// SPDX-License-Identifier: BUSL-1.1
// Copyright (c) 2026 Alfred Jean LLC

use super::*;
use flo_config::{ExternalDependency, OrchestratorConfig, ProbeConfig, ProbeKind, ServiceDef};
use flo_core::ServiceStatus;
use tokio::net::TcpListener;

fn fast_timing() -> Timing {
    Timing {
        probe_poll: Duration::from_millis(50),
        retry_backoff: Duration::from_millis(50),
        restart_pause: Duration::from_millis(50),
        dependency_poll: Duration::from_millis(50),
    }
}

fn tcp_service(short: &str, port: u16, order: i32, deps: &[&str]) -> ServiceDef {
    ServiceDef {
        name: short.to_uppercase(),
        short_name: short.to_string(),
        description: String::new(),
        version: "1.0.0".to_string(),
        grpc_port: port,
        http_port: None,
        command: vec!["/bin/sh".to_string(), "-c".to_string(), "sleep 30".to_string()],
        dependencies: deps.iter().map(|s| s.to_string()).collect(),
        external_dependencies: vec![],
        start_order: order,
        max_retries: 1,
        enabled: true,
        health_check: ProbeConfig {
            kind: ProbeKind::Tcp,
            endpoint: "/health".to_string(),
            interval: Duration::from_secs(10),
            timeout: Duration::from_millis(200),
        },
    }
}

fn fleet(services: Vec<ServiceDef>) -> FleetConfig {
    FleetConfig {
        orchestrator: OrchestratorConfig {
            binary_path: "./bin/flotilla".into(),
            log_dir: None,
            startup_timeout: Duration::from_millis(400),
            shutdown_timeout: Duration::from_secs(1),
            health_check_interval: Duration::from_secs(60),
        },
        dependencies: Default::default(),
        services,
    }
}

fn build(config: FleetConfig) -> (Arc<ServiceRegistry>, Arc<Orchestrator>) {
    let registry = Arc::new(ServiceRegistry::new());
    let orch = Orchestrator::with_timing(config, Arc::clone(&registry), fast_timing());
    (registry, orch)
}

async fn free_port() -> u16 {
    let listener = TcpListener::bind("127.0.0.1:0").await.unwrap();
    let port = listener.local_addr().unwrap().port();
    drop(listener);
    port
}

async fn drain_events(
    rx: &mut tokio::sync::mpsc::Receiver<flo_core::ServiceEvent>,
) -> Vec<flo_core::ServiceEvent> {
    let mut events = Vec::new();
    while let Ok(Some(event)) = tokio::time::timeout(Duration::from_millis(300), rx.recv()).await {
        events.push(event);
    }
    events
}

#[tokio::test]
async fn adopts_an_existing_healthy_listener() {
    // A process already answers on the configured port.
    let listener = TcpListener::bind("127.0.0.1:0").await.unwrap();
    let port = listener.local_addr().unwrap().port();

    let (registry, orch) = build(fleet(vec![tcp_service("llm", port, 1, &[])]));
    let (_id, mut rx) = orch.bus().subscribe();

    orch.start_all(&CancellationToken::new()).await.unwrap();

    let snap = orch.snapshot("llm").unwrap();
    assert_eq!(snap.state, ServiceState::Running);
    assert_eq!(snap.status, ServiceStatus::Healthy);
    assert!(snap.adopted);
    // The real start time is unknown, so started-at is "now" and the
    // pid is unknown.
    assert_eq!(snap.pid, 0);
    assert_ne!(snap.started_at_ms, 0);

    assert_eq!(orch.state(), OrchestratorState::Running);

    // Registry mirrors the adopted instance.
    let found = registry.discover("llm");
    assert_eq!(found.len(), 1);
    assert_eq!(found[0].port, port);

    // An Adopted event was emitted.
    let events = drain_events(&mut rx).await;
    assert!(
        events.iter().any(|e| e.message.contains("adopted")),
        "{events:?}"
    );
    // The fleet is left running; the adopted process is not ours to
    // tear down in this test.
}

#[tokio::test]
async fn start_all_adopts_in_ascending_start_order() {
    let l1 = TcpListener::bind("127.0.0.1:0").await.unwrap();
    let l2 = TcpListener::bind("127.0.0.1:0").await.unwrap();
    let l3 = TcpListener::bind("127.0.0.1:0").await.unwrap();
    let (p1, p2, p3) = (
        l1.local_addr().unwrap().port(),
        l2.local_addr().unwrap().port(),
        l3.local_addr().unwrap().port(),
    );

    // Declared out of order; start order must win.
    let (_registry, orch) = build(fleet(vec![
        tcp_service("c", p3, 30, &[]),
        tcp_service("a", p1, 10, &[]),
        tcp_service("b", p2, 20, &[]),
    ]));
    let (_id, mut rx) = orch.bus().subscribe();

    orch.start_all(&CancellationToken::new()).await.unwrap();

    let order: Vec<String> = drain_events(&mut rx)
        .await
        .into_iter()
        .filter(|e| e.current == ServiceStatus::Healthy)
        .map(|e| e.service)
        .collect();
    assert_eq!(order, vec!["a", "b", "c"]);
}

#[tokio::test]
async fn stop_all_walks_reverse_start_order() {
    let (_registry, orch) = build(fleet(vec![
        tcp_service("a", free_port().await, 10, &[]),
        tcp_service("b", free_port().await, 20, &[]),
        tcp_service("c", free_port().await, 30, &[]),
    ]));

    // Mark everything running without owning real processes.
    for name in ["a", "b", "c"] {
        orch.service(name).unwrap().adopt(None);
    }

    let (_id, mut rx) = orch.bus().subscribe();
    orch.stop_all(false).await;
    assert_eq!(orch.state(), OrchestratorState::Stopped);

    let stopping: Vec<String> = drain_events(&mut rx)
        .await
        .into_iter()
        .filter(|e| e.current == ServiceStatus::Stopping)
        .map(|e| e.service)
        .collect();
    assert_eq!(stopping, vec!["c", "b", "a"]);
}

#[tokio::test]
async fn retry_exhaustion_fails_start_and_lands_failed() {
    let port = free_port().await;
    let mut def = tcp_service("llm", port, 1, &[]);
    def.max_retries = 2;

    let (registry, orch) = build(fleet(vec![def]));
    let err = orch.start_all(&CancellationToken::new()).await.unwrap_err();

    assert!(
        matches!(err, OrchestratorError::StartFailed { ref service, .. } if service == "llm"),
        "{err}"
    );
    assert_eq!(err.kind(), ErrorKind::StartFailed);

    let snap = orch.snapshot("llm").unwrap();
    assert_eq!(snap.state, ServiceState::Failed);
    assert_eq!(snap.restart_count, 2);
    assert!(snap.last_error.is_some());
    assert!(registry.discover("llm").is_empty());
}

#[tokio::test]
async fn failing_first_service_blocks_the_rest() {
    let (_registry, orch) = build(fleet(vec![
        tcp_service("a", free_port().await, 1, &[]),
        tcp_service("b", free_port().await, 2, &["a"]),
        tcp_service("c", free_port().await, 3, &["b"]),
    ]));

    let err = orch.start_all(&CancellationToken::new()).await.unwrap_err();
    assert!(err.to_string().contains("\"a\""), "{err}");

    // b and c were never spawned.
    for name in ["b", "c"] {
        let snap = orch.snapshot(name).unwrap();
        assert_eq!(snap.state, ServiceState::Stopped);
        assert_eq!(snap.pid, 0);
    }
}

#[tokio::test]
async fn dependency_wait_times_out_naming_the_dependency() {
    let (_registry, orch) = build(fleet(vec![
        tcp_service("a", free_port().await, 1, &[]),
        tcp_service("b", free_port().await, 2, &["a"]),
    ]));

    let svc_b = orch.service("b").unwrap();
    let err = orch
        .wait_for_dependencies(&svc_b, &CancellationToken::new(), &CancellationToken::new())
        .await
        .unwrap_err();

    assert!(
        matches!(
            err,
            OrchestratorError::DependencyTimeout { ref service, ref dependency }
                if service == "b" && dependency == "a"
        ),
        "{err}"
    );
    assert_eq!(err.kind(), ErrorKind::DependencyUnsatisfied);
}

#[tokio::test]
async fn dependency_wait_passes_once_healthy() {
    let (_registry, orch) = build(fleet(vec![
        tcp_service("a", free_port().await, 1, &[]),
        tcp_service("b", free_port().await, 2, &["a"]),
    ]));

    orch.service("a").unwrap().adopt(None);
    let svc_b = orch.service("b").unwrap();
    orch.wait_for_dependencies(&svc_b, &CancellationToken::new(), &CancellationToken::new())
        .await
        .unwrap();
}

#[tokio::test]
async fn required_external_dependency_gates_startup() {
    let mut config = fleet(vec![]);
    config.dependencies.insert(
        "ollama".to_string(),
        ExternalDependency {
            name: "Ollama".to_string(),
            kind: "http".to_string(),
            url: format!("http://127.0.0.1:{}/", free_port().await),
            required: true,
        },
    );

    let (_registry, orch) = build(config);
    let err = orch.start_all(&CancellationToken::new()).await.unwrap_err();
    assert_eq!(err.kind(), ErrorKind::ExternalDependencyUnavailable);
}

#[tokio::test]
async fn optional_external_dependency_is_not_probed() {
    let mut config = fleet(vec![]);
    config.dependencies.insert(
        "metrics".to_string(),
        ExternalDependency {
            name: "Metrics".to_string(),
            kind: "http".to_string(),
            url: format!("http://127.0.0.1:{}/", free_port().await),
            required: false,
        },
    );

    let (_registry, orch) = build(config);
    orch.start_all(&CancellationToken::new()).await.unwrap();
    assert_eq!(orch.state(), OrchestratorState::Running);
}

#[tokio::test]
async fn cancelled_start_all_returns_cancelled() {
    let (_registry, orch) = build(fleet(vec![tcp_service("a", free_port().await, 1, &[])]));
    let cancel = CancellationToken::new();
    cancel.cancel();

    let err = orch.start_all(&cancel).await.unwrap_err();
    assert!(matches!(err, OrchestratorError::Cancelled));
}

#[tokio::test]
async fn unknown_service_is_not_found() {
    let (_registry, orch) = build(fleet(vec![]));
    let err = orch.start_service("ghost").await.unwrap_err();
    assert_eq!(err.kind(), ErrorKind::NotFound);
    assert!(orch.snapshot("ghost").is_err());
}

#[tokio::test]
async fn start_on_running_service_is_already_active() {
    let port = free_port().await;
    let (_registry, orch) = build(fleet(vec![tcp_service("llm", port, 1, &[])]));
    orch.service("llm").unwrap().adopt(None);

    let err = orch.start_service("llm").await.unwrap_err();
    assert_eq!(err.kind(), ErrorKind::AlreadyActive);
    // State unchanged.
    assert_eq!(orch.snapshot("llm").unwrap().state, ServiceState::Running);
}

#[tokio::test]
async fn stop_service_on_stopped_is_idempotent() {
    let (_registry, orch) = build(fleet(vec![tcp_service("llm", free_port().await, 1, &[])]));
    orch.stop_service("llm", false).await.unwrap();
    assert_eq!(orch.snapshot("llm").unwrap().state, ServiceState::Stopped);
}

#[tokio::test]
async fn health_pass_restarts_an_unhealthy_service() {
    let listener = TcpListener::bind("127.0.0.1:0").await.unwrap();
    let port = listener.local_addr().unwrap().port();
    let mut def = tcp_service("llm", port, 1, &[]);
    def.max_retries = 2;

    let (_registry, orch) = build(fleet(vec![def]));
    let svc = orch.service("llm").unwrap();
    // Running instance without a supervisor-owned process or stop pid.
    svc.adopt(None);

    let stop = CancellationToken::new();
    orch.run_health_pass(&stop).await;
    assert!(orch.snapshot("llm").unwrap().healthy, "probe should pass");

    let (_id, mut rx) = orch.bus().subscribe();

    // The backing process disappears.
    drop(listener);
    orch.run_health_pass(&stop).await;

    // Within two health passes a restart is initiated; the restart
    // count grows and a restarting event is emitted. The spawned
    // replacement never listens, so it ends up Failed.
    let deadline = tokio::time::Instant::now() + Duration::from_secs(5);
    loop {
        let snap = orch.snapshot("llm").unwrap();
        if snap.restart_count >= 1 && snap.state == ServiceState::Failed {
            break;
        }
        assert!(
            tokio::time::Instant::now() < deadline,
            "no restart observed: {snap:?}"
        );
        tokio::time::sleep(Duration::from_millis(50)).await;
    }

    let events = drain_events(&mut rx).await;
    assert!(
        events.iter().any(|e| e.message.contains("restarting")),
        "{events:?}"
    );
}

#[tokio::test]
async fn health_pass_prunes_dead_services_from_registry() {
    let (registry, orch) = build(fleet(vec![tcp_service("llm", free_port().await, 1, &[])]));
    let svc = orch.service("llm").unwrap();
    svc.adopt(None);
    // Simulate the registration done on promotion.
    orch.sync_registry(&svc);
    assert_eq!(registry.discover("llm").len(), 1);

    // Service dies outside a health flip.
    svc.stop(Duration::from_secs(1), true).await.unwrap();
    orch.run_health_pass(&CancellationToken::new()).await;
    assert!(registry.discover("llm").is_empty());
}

---

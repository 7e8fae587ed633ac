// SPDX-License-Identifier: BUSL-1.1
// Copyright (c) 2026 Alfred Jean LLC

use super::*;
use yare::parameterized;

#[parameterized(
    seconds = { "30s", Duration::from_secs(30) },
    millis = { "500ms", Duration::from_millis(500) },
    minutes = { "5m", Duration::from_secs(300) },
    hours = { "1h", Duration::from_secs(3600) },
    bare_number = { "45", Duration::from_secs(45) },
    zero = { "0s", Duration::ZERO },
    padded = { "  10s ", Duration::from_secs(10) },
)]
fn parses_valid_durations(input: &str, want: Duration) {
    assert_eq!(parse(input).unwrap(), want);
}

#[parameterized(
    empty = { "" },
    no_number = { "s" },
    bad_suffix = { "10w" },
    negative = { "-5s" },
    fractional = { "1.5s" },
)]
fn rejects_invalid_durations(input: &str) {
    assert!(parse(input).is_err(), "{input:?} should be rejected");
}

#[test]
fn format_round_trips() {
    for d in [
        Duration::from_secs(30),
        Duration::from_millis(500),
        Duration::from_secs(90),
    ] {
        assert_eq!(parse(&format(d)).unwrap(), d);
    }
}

TASK BRIEF »
In the entries above, some lines may contain the string "true"; report how many, without additional comment.

OUTPUT OF THE TASK »
3